Join Nvidia as Devops Engineer
Are you passionate about cutting-edge technology and cloud infrastructure? NVIDIA, a leader in AI, gaming, and GPU innovations, is on the hunt for talented DevOps Engineers to join their team in Bengaluru, India. This is your opportunity to contribute to revolutionary advancements in computing technology.
Table of Contents
About the Role: Site Reliability Engineer – GPU Cloud
NVIDIA’s DevOps team plays a critical role in ensuring the smooth operation and scalability of their GPU cloud platform, which supports a wide range of AI, machine learning, and graphics workloads. In this role, you’ll be at the forefront of creating robust, reliable systems that power some of the most advanced computing environments in the world.
What you’ll be doing
The NVIDIA GPU cloud is a hosted platform for internal R&D teams and external AI/ML stack customers. This SRE team is accountable for the setup, management, reliability and availability of this infrastructure spanning 1000s of GPU nodes.

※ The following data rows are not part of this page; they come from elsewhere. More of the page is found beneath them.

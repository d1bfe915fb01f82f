//! Segmented collage: overlapping, slightly rotated cut-outs of a
//! contrast-boosted copy of the image, laid onto paper with bold accent
//! strokes, a canvas texture and a vignette.

use std::f64::consts::{FRAC_PI_2, PI};

use rand::Rng;
use tiny_skia::{
    BlendMode, FillRule, FilterQuality, Mask, PathBuilder, Pixmap, PixmapPaint, Rect, Stroke,
    Transform,
};

use super::{centered, polygon_path};
use crate::surface;
use crate::types::{EffectParams, PipelineError, PixelBuffer, Point};

const MAX_GRID: f64 = 12.0;
const MIN_GRID: u32 = 2;
const OVERLAP: f64 = 0.12;
const DISTORTION: f64 = 0.05;
const MAX_ROTATION: f64 = PI / 12.0;
const BACKGROUND: [u8; 3] = [0xF5, 0xF0, 0xE1];
const BORDER_WIDTH: f64 = 0.006;
const BORDER_ALPHA: f64 = 0.8;
const ACCENT_COUNT: usize = 6;
const ACCENT_WIDTH: f64 = 0.008;
const ACCENT_ALPHA: f64 = 0.85;
const CONTRAST: f64 = 60.0;
const SATURATION_BOOST: f64 = 0.3;
const NOISE_ALPHA: u8 = 15;
const WEAVE_SPACING: u32 = 3;
const WEAVE_ALPHA: f64 = 0.03;
const VIGNETTE: f64 = 0.2;

/// Number of cells along each axis.
#[allow(clippy::cast_possible_truncation, clippy::cast_sign_loss)]
fn grid_size(granularity: f64) -> u32 {
    ((MAX_GRID * (100.0 - granularity) / 100.0).round() as u32).max(MIN_GRID)
}

/// Render the collage.
///
/// # Errors
///
/// Returns [`PipelineError::SurfaceUnavailable`] if a drawing surface
/// cannot be allocated.
#[allow(
    clippy::cast_possible_truncation,
    clippy::cast_sign_loss,
    clippy::cast_precision_loss
)]
pub fn render<R: Rng + ?Sized>(
    buffer: &PixelBuffer,
    params: EffectParams,
    rng: &mut R,
) -> Result<PixelBuffer, PipelineError> {
    let (width, height) = (buffer.width(), buffer.height());
    let mut pixmap = surface::blank(width, height)?;
    let (w, h) = (f64::from(width), f64::from(height));
    let min_dim = w.min(h);
    let r = params.randomness();

    if let Some(rect) = Rect::from_xywh(0.0, 0.0, width as f32, height as f32) {
        pixmap.fill_rect(
            rect,
            &surface::solid_paint(BACKGROUND, 1.0),
            Transform::identity(),
            None,
        );
    }

    let enhanced = enhance(buffer);
    let n = grid_size(params.granularity());
    let (cell_w, cell_h) = (w / f64::from(n), h / f64::from(n));
    let (ext_w, ext_h) = (cell_w * (1.0 + OVERLAP), cell_h * (1.0 + OVERLAP));
    let distortion = cell_w * DISTORTION * r / 50.0;
    let border = Stroke {
        width: (min_dim * BORDER_WIDTH).max(1.0) as f32,
        ..Stroke::default()
    };
    let border_paint = surface::solid_paint([0, 0, 0], BORDER_ALPHA);
    let cell_paint = PixmapPaint {
        quality: FilterQuality::Bilinear,
        ..PixmapPaint::default()
    };

    for i in 0..n {
        for j in 0..n {
            let x = f64::from(i) * cell_w;
            let y = f64::from(j) * cell_h;
            let mut inset = || rng.random::<f64>() * distortion;
            let quad = [
                Point::new(x + inset(), y + inset()),
                Point::new(x + ext_w - inset(), y + inset()),
                Point::new(x + ext_w - inset(), y + ext_h - inset()),
                Point::new(x + inset(), y + ext_h - inset()),
            ];
            let angle = centered(rng) * MAX_ROTATION * r / 50.0;

            let Some(clip) = polygon_path(&quad) else {
                continue;
            };
            let Some(mut mask) = Mask::new(width, height) else {
                continue;
            };
            mask.fill_path(&clip, FillRule::Winding, true, Transform::identity());

            let (x0, y0) = (x.floor() as u32, y.floor() as u32);
            let Some(cell) = crop(&enhanced, x0, y0, ext_w.ceil() as u32, ext_h.ceil() as u32)
            else {
                continue;
            };
            let rotation =
                surface::rotate_scale_about(angle, 1.0, x + ext_w / 2.0, y + ext_h / 2.0);
            pixmap.draw_pixmap(
                x0 as i32,
                y0 as i32,
                cell.as_ref(),
                &cell_paint,
                rotation,
                Some(&mask),
            );
            pixmap.stroke_path(
                &clip,
                &border_paint,
                &border,
                Transform::identity(),
                Some(&mask),
            );
        }
    }

    accents(&mut pixmap, min_dim, rng);

    let texture = texture(width, height, rng)?;
    pixmap.draw_pixmap(
        0,
        0,
        texture.as_ref(),
        &PixmapPaint {
            blend_mode: BlendMode::Multiply,
            ..PixmapPaint::default()
        },
        Transform::identity(),
        None,
    );

    Ok(vignette(&surface::from_pixmap(&pixmap)))
}

/// Contrast then saturation boost, clamping after each step.
#[allow(clippy::cast_possible_truncation, clippy::cast_sign_loss)]
fn enhance_pixel(px: [u8; 4]) -> [u8; 4] {
    let factor = (259.0 * (CONTRAST + 255.0)) / (255.0 * (259.0 - CONTRAST));
    let [r, g, b] =
        [px[0], px[1], px[2]].map(|c| factor.mul_add(f64::from(c) - 128.0, 128.0).clamp(0.0, 255.0));
    let mean = (r + g + b) / 3.0;
    let [r, g, b] = [r, g, b].map(|c| {
        (c - mean)
            .mul_add(SATURATION_BOOST, c)
            .round()
            .clamp(0.0, 255.0) as u8
    });
    [r, g, b, px[3]]
}

fn enhance(buffer: &PixelBuffer) -> PixelBuffer {
    let mut samples = buffer.samples().to_vec();
    for px in samples.chunks_exact_mut(4) {
        px.copy_from_slice(&enhance_pixel([px[0], px[1], px[2], px[3]]));
    }
    PixelBuffer::new(buffer.width(), buffer.height(), samples).unwrap_or_else(|_| buffer.clone())
}

/// Copy the `w`×`h` region at `(x, y)` onto its own surface, clipped to
/// the buffer. `None` when nothing of the region lies inside.
fn crop(buffer: &PixelBuffer, x: u32, y: u32, w: u32, h: u32) -> Option<Pixmap> {
    let w = w.min(buffer.width().saturating_sub(x));
    let h = h.min(buffer.height().saturating_sub(y));
    if w == 0 || h == 0 {
        return None;
    }
    let stride = buffer.width() as usize * 4;
    let mut samples = Vec::with_capacity(w as usize * h as usize * 4);
    for row in y..y + h {
        let start = row as usize * stride + x as usize * 4;
        samples.extend_from_slice(&buffer.samples()[start..start + w as usize * 4]);
    }
    let cell = PixelBuffer::new(w, h, samples).ok()?;
    surface::to_pixmap(&cell).ok()
}

#[allow(clippy::cast_possible_truncation)]
fn accents<R: Rng + ?Sized>(pixmap: &mut Pixmap, min_dim: f64, rng: &mut R) {
    let (w, h) = (f64::from(pixmap.width()), f64::from(pixmap.height()));
    let paint = surface::solid_paint([0, 0, 0], ACCENT_ALPHA);
    let stroke = Stroke {
        width: (min_dim * ACCENT_WIDTH) as f32,
        ..Stroke::default()
    };
    for _ in 0..ACCENT_COUNT {
        let x = w * rng.random::<f64>().mul_add(0.6, 0.2);
        let y = h * rng.random::<f64>().mul_add(0.6, 0.2);
        let length = min_dim * rng.random::<f64>().mul_add(0.3, 0.2);
        let angle = (rng.random::<f64>() * 4.0).round() * FRAC_PI_2;
        let mut pb = PathBuilder::new();
        pb.move_to(x as f32, y as f32);
        pb.line_to(
            angle.cos().mul_add(length, x) as f32,
            angle.sin().mul_add(length, y) as f32,
        );
        if let Some(path) = pb.finish() {
            pixmap.stroke_path(&path, &paint, &stroke, Transform::identity(), None);
        }
    }
}

/// Faint paper grain with a woven line grid.
#[allow(
    clippy::cast_possible_truncation,
    clippy::cast_sign_loss,
    clippy::cast_precision_loss
)]
fn texture<R: Rng + ?Sized>(width: u32, height: u32, rng: &mut R) -> Result<Pixmap, PipelineError> {
    let mut samples = Vec::with_capacity(width as usize * height as usize * 4);
    for _ in 0..u64::from(width) * u64::from(height) {
        let value = (255.0 * rng.random::<f64>().mul_add(0.05, 0.95)) as u8;
        samples.extend_from_slice(&[value, value, value, NOISE_ALPHA]);
    }
    let grain = PixelBuffer::new(width, height, samples).map_err(|_| {
        PipelineError::SurfaceUnavailable { width, height }
    })?;
    let mut pixmap = surface::to_pixmap(&grain)?;

    let paint = surface::solid_paint([0, 0, 0], WEAVE_ALPHA);
    let stroke = Stroke {
        width: 1.0,
        ..Stroke::default()
    };
    let mut pb = PathBuilder::new();
    for x in (0..width).step_by(WEAVE_SPACING as usize) {
        pb.move_to(x as f32, 0.0);
        pb.line_to(x as f32, height as f32);
    }
    for y in (0..height).step_by(WEAVE_SPACING as usize) {
        pb.move_to(0.0, y as f32);
        pb.line_to(width as f32, y as f32);
    }
    if let Some(path) = pb.finish() {
        pixmap.stroke_path(&path, &paint, &stroke, Transform::identity(), None);
    }
    Ok(pixmap)
}

/// Darken towards the edges: black at alpha `VIGNETTE * d / max(w, h)`
/// composited over each pixel at distance `d` from the center.
#[allow(
    clippy::cast_possible_truncation,
    clippy::cast_sign_loss,
    clippy::cast_precision_loss
)]
fn vignette(buffer: &PixelBuffer) -> PixelBuffer {
    let (w, h) = (f64::from(buffer.width()), f64::from(buffer.height()));
    let reach = w.max(h);
    let center = Point::new(w / 2.0, h / 2.0);
    let mut samples = buffer.samples().to_vec();
    for (i, px) in samples.chunks_exact_mut(4).enumerate() {
        let x = (i % buffer.width() as usize) as f64 + 0.5;
        let y = (i / buffer.width() as usize) as f64 + 0.5;
        let shade = (VIGNETTE * center.distance(Point::new(x, y)) / reach).min(1.0);
        let dst_a = f64::from(px[3]) / 255.0;
        let out_a = shade + dst_a * (1.0 - shade);
        if out_a <= 0.0 {
            continue;
        }
        for c in &mut px[..3] {
            *c = (f64::from(*c) * dst_a * (1.0 - shade) / out_a)
                .round()
                .clamp(0.0, 255.0) as u8;
        }
        px[3] = (out_a * 255.0).round() as u8;
    }
    PixelBuffer::new(buffer.width(), buffer.height(), samples).unwrap_or_else(|_| buffer.clone())
}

As an SRE, you are responsible for:
- Providing scalable and robust service oriented infrastructure automation, monitoring and analytics solutions for NVIDIA’s on-prem and cloud based GPU infrastructure.
- You will own the whole life cycle of new tools and services – from requirements gathering, to design documentation, validation and deployment.
- Provide customer support on a rotation basis.
What we need to see
- Minimum of 3 years Experience in automating and handling large-scale distributed system software deployments in on-prem/cloud environments.
- Proficiency in any language – Go/Python/Perl/C++/Java/C.
- Strong command on terraform, Kubernetes and cloud infra administration.
- Excellent debugging and troubleshooting skills.
- Excellent interpersonal, and written communication skills.
- B.E in Computer Science or a related technical field involving coding (e.g., physics or mathematics)
Ways to stand out from the crowd
- Ability to decompose complex requirements into simple tasks and reuse available solutions to implement most of those.
- Unit testing and benchmarking are an integral part of your code.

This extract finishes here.